Please indicate: [Name and/or Position A] will evaluate the job applicant’s request for accommodation and may request more information from the applicant to facilitate the accommodation. Applicants are not required to provide information about a disability or medical condition, only the limitations for which they require accommodation.

If a request for accommodation is denied, the reasons why will be clearly communicated to the job applicant.


A worker may request accommodation by notifying their supervisor. Alternatively, accommodation needs may be identified collaboratively between the supervisor and worker in response to concerns raised by the supervisor.

The supervisor will document the request, including the worker’s name, position and date of the request, any details provided by the worker and any accommodation options suggested by the employer or worker.

The supervisor may request supporting documentation from the worker in order to identify accommodation needs and options (e.g. details of restrictions or limitations). A request for additional medical information should use the least intrusive means possible that respects the worker's privacy rights and dignity.

The supervisor will consider accommodation options including, but not limited to: workstation adjustments; reassignment of job tasks; changes to scheduling or hours of work; leaves of absence; and temporary or permanent reassignment.

The supervisor will discuss available accommodation options with the worker. The accommodation preferences of the worker will be taken into account. However, where an agreement on the proposed accommodation measures cannot be reached, the supervisor may recommend and/or implement an option that meets the worker’s accommodation needs and the employer’s operational needs. The supervisor will clearly communicate the reasons for their recommendation and/or decision to the worker.

The supervisor will review the accommodation measures with the worker on a regular basis to confirm they continue to be necessary and effective.

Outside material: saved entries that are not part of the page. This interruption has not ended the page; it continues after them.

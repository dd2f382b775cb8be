//! ABI layer for the allocating formatter.
//!
//! `string_fmt` measures the output, `malloc`s `len + 1` bytes, and renders
//! into the new block. A failed `malloc` returns null before anything is
//! written.

use std::ffi::{CStr, c_char, c_int};
use std::ptr;

use strfmt_core::printf::{FormatSegment, Precision, Width, parse_format_string};
use strfmt_core::{FormatArg, SliceSink, measure_segments, render_segments};

// ---------------------------------------------------------------------------
// Argument decoding
// ---------------------------------------------------------------------------

/// Rebuild typed arguments from raw registers, guided by the parsed template.
///
/// Integers keep their full register and are narrowed later by the length
/// modifier; doubles arrive as bit patterns; `%s` registers are C string
/// addresses, read no further than the directive's precision. Decoding stops
/// when the registers run out.
unsafe fn decode_args<'a>(segments: &[FormatSegment<'_>], regs: &[u64]) -> Vec<FormatArg<'a>> {
    let mut out = Vec::with_capacity(regs.len());
    let mut next = regs.iter().copied();

    for seg in segments {
        let FormatSegment::Spec(spec) = seg else {
            continue;
        };
        if spec.width == Width::FromArg {
            let Some(raw) = next.next() else { break };
            out.push(FormatArg::SignedInt(raw as i64));
        }
        let mut max_len = match spec.precision {
            Precision::Fixed(p) => Some(p),
            _ => None,
        };
        if spec.precision == Precision::FromArg {
            let Some(raw) = next.next() else { break };
            out.push(FormatArg::SignedInt(raw as i64));
            // Same reading as the renderer: an `int`, negative means none.
            max_len = usize::try_from(raw as u32 as i32).ok();
        }
        if spec.conversion == b'%' {
            continue;
        }
        let Some(raw) = next.next() else { break };
        let arg = match spec.conversion {
            b'd' | b'i' => FormatArg::SignedInt(raw as i64),
            b'u' | b'o' | b'x' | b'X' => FormatArg::UnsignedInt(raw),
            b'f' | b'F' | b'e' | b'E' | b'g' | b'G' | b'a' | b'A' => {
                FormatArg::Float(f64::from_bits(raw))
            }
            b'c' => FormatArg::Char(raw as u8),
            b's' if raw != 0 => {
                // SAFETY: the caller passed a string for `%s` that is readable
                // up to its NUL or the precision, whichever comes first.
                let s = unsafe { c_str_bytes(raw as usize as *const c_char, max_len) };
                FormatArg::Str(s)
            }
            _ => FormatArg::Pointer(raw as usize),
        };
        out.push(arg);
    }
    out
}

/// Bytes of the C string at `s`, scanning at most `max_len` bytes.
unsafe fn c_str_bytes<'a>(s: *const c_char, max_len: Option<usize>) -> &'a [u8] {
    match max_len {
        Some(limit) => {
            let len = unsafe { libc::strnlen(s, limit) };
            unsafe { std::slice::from_raw_parts(s.cast::<u8>(), len) }
        }
        None => unsafe { CStr::from_ptr(s) }.to_bytes(),
    }
}

/// Measure, `malloc`, render. Returns null if `malloc` fails.
unsafe fn format_malloc(segments: &[FormatSegment<'_>], regs: &[u64]) -> *mut c_char {
    let args = unsafe { decode_args(segments, regs) };
    let len = measure_segments(segments, &args);
    let Some(size) = len.checked_add(1) else {
        return ptr::null_mut();
    };

    let block = unsafe { libc::malloc(size) }.cast::<u8>();
    if block.is_null() {
        return ptr::null_mut();
    }
    // SAFETY: `block` is a fresh allocation of `size` bytes; zeroing it first
    // makes the slice below fully initialized.
    let out = unsafe {
        ptr::write_bytes(block, 0, size);
        std::slice::from_raw_parts_mut(block, size)
    };
    let mut sink = SliceSink::new(&mut out[..len]);
    render_segments(segments, &args, &mut sink);
    debug_assert_eq!(sink.total(), len);
    out[len] = 0;
    block.cast()
}

unsafe fn regs_from_raw<'a>(args: *const u64, nargs: usize) -> &'a [u64] {
    if args.is_null() || nargs == 0 {
        &[]
    } else {
        unsafe { std::slice::from_raw_parts(args, nargs) }
    }
}

// ---------------------------------------------------------------------------
// Exports
// ---------------------------------------------------------------------------

/// Format `fmt` with `nargs` raw argument registers into a `malloc`'d string.
///
/// Each register holds one argument as a variadic call would pass it:
/// integers sign/zero-extended, doubles as their bit pattern, strings and
/// pointers as addresses. A `%s` string is read up to its NUL or, when the
/// directive has a precision, at most that many bytes. There is no limit on
/// `nargs`. Returns null for a null `fmt` or when `malloc` fails. The caller
/// frees the result with `free`.
///
/// `%n` consumes its register but never writes through it, unlike
/// `vsnprintf`.
#[unsafe(no_mangle)]
pub unsafe extern "C" fn strfmt_format_raw(
    fmt: *const c_char,
    args: *const u64,
    nargs: usize,
) -> *mut c_char {
    if fmt.is_null() {
        return ptr::null_mut();
    }
    let fmt_bytes = unsafe { CStr::from_ptr(fmt) }.to_bytes();
    let segments = parse_format_string(fmt_bytes);
    unsafe { format_malloc(&segments, regs_from_raw(args, nargs)) }
}

/// Bounded variant: writes at most `size - 1` bytes plus NUL into `buf`.
///
/// Returns the untruncated length, or -1 for a null `fmt` or a length that
/// does not fit in `int`. A null `buf` or zero `size` only measures.
#[unsafe(no_mangle)]
pub unsafe extern "C" fn strfmt_snprintf(
    buf: *mut c_char,
    size: usize,
    fmt: *const c_char,
    args: *const u64,
    nargs: usize,
) -> c_int {
    if fmt.is_null() {
        return -1;
    }
    let fmt_bytes = unsafe { CStr::from_ptr(fmt) }.to_bytes();
    let segments = parse_format_string(fmt_bytes);
    let decoded = unsafe { decode_args(&segments, regs_from_raw(args, nargs)) };

    let total = if buf.is_null() || size == 0 {
        measure_segments(&segments, &decoded)
    } else {
        let out = unsafe { std::slice::from_raw_parts_mut(buf.cast::<u8>(), size) };
        let mut sink = SliceSink::new(&mut out[..size - 1]);
        render_segments(&segments, &decoded, &mut sink);
        let (stored, total) = (sink.stored(), sink.total());
        out[stored] = 0;
        total
    };
    c_int::try_from(total).unwrap_or(-1)
}

/// Read one register per consumed argument from `$args` into the `Vec`
/// `$buf`, guided by `$segments`.
/// Uses a macro to avoid naming the unstable `VaListImpl` type directly.
#[cfg(feature = "c-variadic")]
macro_rules! extract_va_args {
    ($segments:expr, $args:expr, $buf:expr) => {{
        for seg in $segments {
            if let FormatSegment::Spec(spec) = seg {
                if spec.width == Width::FromArg {
                    $buf.push(unsafe { $args.arg::<u64>() });
                }
                if spec.precision == Precision::FromArg {
                    $buf.push(unsafe { $args.arg::<u64>() });
                }
                match spec.conversion {
                    b'%' => {}
                    b'f' | b'F' | b'e' | b'E' | b'g' | b'G' | b'a' | b'A' => {
                        $buf.push(unsafe { $args.arg::<f64>() }.to_bits());
                    }
                    _ => $buf.push(unsafe { $args.arg::<u64>() }),
                }
            }
        }
    }};
}

/// `string_fmt(fmt, ...)`: format into a `malloc`'d string.
///
/// The `va_list` is read exactly once, one register per argument the
/// template consumes, with no upper bound; both passes then work from that
/// copy. Otherwise behaves like [`strfmt_format_raw`], including `%n`.
/// Returns null for a null `fmt` or when `malloc` fails.
#[cfg(feature = "c-variadic")]
#[unsafe(no_mangle)]
pub unsafe extern "C" fn string_fmt(fmt: *const c_char, mut args: ...) -> *mut c_char {
    if fmt.is_null() {
        return ptr::null_mut();
    }
    let fmt_bytes = unsafe { CStr::from_ptr(fmt) }.to_bytes();
    let segments = parse_format_string(fmt_bytes);
    let mut regs = Vec::with_capacity(strfmt_core::printf::count_args(&segments));
    extract_va_args!(&segments, &mut args, regs);
    unsafe { format_malloc(&segments, &regs) }
}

If there is evidence that the available accommodation options may cause undue hardship, the supervisor will refer the matter to Please indicate: [Name and/or Position B] for decision.

Please indicate: [Name and/or Position B] will ensure that all accommodation options short of undue hardship have been considered prior to refusing accommodation. If a request for accommodation is denied, [Name and/or Position B] will provide clear reasons for the denial to the worker. The decision will be recorded in writing and written reasons provided to the worker in an accessible format.


If a worker has been denied accommodation, is not satisfied with the accommodation offered, or believes that their request has not been handled in accordance with this policy, they may request a review by Please indicate: [Name and/or Position C]. Please indicate: [Name and/or Position C] will review the worker’s concerns and the steps taken in the accommodation process, and provide the findings of their review to the worker, including supporting reasons.

If a dispute cannot be resolved, a worker may also file a discrimination complaint with the Canadian Human Rights Commission within one year of the last alleged act of discriminatory treatment [insert “and (title of other grievance mechanism)” if applicable].

Privacy and Confidentiality

All records associated with accommodation requests will be maintained in a secure location, separate from the worker’s other personnel files and will only be shared with persons who need the information.

Please indicate: [Name of Organization] and all individuals involved in the accommodation process will comply with the requirements of the [insert “(title of applicable privacy legislation)”] to protect personal information.


Please indicate: [Name and/or Position A] will review this policy and related procedures on an annual basis, or as required, and will make adjustments as necessary to ensure that it continues to meet the needs of all workers.


Enquiries about this policy and related procedures can be made to [Name and/or Position B].